** Opening SOURCE INFORMATION block **

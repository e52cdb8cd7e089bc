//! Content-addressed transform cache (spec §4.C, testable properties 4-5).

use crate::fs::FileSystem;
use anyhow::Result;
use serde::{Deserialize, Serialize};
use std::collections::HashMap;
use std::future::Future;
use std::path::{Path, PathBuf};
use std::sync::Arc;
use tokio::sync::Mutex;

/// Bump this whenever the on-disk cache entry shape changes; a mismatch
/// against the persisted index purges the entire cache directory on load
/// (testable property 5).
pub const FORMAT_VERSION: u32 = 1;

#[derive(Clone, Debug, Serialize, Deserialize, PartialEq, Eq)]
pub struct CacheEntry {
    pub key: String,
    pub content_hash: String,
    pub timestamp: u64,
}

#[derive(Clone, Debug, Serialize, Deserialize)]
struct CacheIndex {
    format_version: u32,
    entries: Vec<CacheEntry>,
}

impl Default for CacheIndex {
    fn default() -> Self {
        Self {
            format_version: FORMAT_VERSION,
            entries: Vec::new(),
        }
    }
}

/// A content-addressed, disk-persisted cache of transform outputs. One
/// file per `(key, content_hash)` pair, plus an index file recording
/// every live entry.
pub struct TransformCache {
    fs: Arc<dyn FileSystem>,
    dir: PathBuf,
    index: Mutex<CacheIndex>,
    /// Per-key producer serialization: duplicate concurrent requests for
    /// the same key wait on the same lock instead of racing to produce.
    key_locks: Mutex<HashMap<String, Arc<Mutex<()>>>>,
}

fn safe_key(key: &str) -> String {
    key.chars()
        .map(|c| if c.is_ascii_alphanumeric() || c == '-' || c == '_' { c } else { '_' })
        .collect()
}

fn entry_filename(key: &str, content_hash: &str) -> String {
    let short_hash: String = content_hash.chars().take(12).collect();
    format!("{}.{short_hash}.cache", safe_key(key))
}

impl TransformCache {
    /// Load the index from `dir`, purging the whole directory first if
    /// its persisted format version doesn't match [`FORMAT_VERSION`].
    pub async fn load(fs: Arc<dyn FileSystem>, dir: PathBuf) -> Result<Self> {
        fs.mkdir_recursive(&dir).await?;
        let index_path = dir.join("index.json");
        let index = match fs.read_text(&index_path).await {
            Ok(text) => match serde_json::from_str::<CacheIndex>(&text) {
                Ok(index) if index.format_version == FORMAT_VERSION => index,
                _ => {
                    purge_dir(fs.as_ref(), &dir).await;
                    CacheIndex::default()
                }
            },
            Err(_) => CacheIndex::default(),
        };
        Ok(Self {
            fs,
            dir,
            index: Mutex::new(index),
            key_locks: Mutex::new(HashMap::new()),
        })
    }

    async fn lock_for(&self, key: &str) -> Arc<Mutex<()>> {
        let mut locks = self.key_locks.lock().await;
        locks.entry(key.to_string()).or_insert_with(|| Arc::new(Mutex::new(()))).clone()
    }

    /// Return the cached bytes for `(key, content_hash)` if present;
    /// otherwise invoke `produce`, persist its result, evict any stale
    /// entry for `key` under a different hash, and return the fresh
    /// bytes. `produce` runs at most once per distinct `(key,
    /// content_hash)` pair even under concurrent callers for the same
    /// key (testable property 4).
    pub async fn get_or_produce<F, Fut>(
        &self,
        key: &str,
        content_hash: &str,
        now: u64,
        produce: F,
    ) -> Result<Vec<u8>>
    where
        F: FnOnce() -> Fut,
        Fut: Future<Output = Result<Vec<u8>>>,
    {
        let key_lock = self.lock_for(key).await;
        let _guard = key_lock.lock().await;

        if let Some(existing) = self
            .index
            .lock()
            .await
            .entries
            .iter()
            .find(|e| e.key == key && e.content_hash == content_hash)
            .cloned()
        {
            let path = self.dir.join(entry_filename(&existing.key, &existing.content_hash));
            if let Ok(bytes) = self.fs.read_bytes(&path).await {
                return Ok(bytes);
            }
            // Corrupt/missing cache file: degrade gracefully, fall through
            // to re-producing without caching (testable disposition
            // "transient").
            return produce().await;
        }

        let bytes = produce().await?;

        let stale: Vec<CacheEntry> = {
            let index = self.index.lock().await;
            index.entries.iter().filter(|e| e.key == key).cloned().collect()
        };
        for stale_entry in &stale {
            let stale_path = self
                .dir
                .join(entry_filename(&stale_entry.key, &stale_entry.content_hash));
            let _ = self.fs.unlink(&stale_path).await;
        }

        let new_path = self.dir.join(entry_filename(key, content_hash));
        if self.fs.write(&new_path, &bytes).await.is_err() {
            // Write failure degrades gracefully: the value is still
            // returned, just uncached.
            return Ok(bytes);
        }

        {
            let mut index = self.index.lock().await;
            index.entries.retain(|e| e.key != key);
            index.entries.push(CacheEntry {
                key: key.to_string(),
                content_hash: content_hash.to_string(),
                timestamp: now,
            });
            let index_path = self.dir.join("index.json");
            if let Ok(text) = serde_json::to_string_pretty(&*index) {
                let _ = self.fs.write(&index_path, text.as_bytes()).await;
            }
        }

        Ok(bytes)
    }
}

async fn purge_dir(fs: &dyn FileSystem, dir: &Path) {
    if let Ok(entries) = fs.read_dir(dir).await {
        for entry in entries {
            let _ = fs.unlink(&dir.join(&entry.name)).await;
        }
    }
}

** Closing SOURCE INFORMATION block **

WHAT THE TASK REQUIRES:
Set every record down word for word, omitting none.

OUTPUT BELOW:
repository e52cdb8cd7e089bc
//! Content-addressed transform cache (spec §4.C, testable properties 4-5).

use crate::fs::FileSystem;
use anyhow::Result;
use serde::{Deserialize, Serialize};
use std::collections::HashMap;
use std::future::Future;
use std::path::{Path, PathBuf};
use std::sync::Arc;
use tokio::sync::Mutex;

/// Bump this whenever the on-disk cache entry shape changes; a mismatch
/// against the persisted index purges the entire cache directory on load
/// (testable property 5).
pub const FORMAT_VERSION: u32 = 1;

#[derive(Clone, Debug, Serialize, Deserialize, PartialEq, Eq)]
pub struct CacheEntry {
    pub key: String,
    pub content_hash: String,
    pub timestamp: u64,
}

#[derive(Clone, Debug, Serialize, Deserialize)]
struct CacheIndex {
    format_version: u32,
    entries: Vec<CacheEntry>,
}

impl Default for CacheIndex {
    fn default() -> Self {
        Self {
            format_version: FORMAT_VERSION,
            entries: Vec::new(),
        }
    }
}

/// A content-addressed, disk-persisted cache of transform outputs. One
/// file per `(key, content_hash)` pair, plus an index file recording
/// every live entry.
pub struct TransformCache {
    fs: Arc<dyn FileSystem>,
    dir: PathBuf,
    index: Mutex<CacheIndex>,
    /// Per-key producer serialization: duplicate concurrent requests for
    /// the same key wait on the same lock instead of racing to produce.
    key_locks: Mutex<HashMap<String, Arc<Mutex<()>>>>,
}

fn safe_key(key: &str) -> String {
    key.chars()
        .map(|c| if c.is_ascii_alphanumeric() || c == '-' || c == '_' { c } else { '_' })
        .collect()
}

fn entry_filename(key: &str, content_hash: &str) -> String {
    let short_hash: String = content_hash.chars().take(12).collect();
    format!("{}.{short_hash}.cache", safe_key(key))
}

impl TransformCache {
    /// Load the index from `dir`, purging the whole directory first if
    /// its persisted format version doesn't match [`FORMAT_VERSION`].
    pub async fn load(fs: Arc<dyn FileSystem>, dir: PathBuf) -> Result<Self> {
        fs.mkdir_recursive(&dir).await?;
        let index_path = dir.join("index.json");
        let index = match fs.read_text(&index_path).await {
            Ok(text) => match serde_json::from_str::<CacheIndex>(&text) {
                Ok(index) if index.format_version == FORMAT_VERSION => index,
                _ => {
                    purge_dir(fs.as_ref(), &dir).await;
                    CacheIndex::default()
                }
            },
            Err(_) => CacheIndex::default(),
        };
        Ok(Self {
            fs,
            dir,
            index: Mutex::new(index),
            key_locks: Mutex::new(HashMap::new()),
        })
    }

    async fn lock_for(&self, key: &str) -> Arc<Mutex<()>> {
        let mut locks = self.key_locks.lock().await;
        locks.entry(key.to_string()).or_insert_with(|| Arc::new(Mutex::new(()))).clone()
    }

    /// Return the cached bytes for `(key, content_hash)` if present;
    /// otherwise invoke `produce`, persist its result, evict any stale
    /// entry for `key` under a different hash, and return the fresh
    /// bytes. `produce` runs at most once per distinct `(key,
    /// content_hash)` pair even under concurrent callers for the same
    /// key (testable property 4).
    pub async fn get_or_produce<F, Fut>(
        &self,
        key: &str,
        content_hash: &str,
        now: u64,
        produce: F,
    ) -> Result<Vec<u8>>
    where
        F: FnOnce() -> Fut,
        Fut: Future<Output = Result<Vec<u8>>>,
    {
        let key_lock = self.lock_for(key).await;
        let _guard = key_lock.lock().await;

        if let Some(existing) = self
            .index
            .lock()
            .await
            .entries
            .iter()
            .find(|e| e.key == key && e.content_hash == content_hash)
            .cloned()
        {
            let path = self.dir.join(entry_filename(&existing.key, &existing.content_hash));
            if let Ok(bytes) = self.fs.read_bytes(&path).await {
                return Ok(bytes);
            }
            // Corrupt/missing cache file: degrade gracefully, fall through
            // to re-producing without caching (testable disposition
            // "transient").
            return produce().await;
        }

        let bytes = produce().await?;

        let stale: Vec<CacheEntry> = {
            let index = self.index.lock().await;
            index.entries.iter().filter(|e| e.key == key).cloned().collect()
        };
        for stale_entry in &stale {
            let stale_path = self
                .dir
                .join(entry_filename(&stale_entry.key, &stale_entry.content_hash));
            let _ = self.fs.unlink(&stale_path).await;
        }

        let new_path = self.dir.join(entry_filename(key, content_hash));
        if self.fs.write(&new_path, &bytes).await.is_err() {
            // Write failure degrades gracefully: the value is still
            // returned, just uncached.
            return Ok(bytes);
        }

        {
            let mut index = self.index.lock().await;
            index.entries.retain(|e| e.key != key);
            index.entries.push(CacheEntry {
                key: key.to_string(),
                content_hash: content_hash.to_string(),
                timestamp: now,
            });
            let index_path = self.dir.join("index.json");
            if let Ok(text) = serde_json::to_string_pretty(&*index) {
                let _ = self.fs.write(&index_path, text.as_bytes()).await;
            }
        }

        Ok(bytes)
    }
}

async fn purge_dir(fs: &dyn FileSystem, dir: &Path) {
    if let Ok(entries) = fs.read_dir(dir).await {
        for entry in entries {
            let _ = fs.unlink(&dir.join(&entry.name)).await;
        }
    }
}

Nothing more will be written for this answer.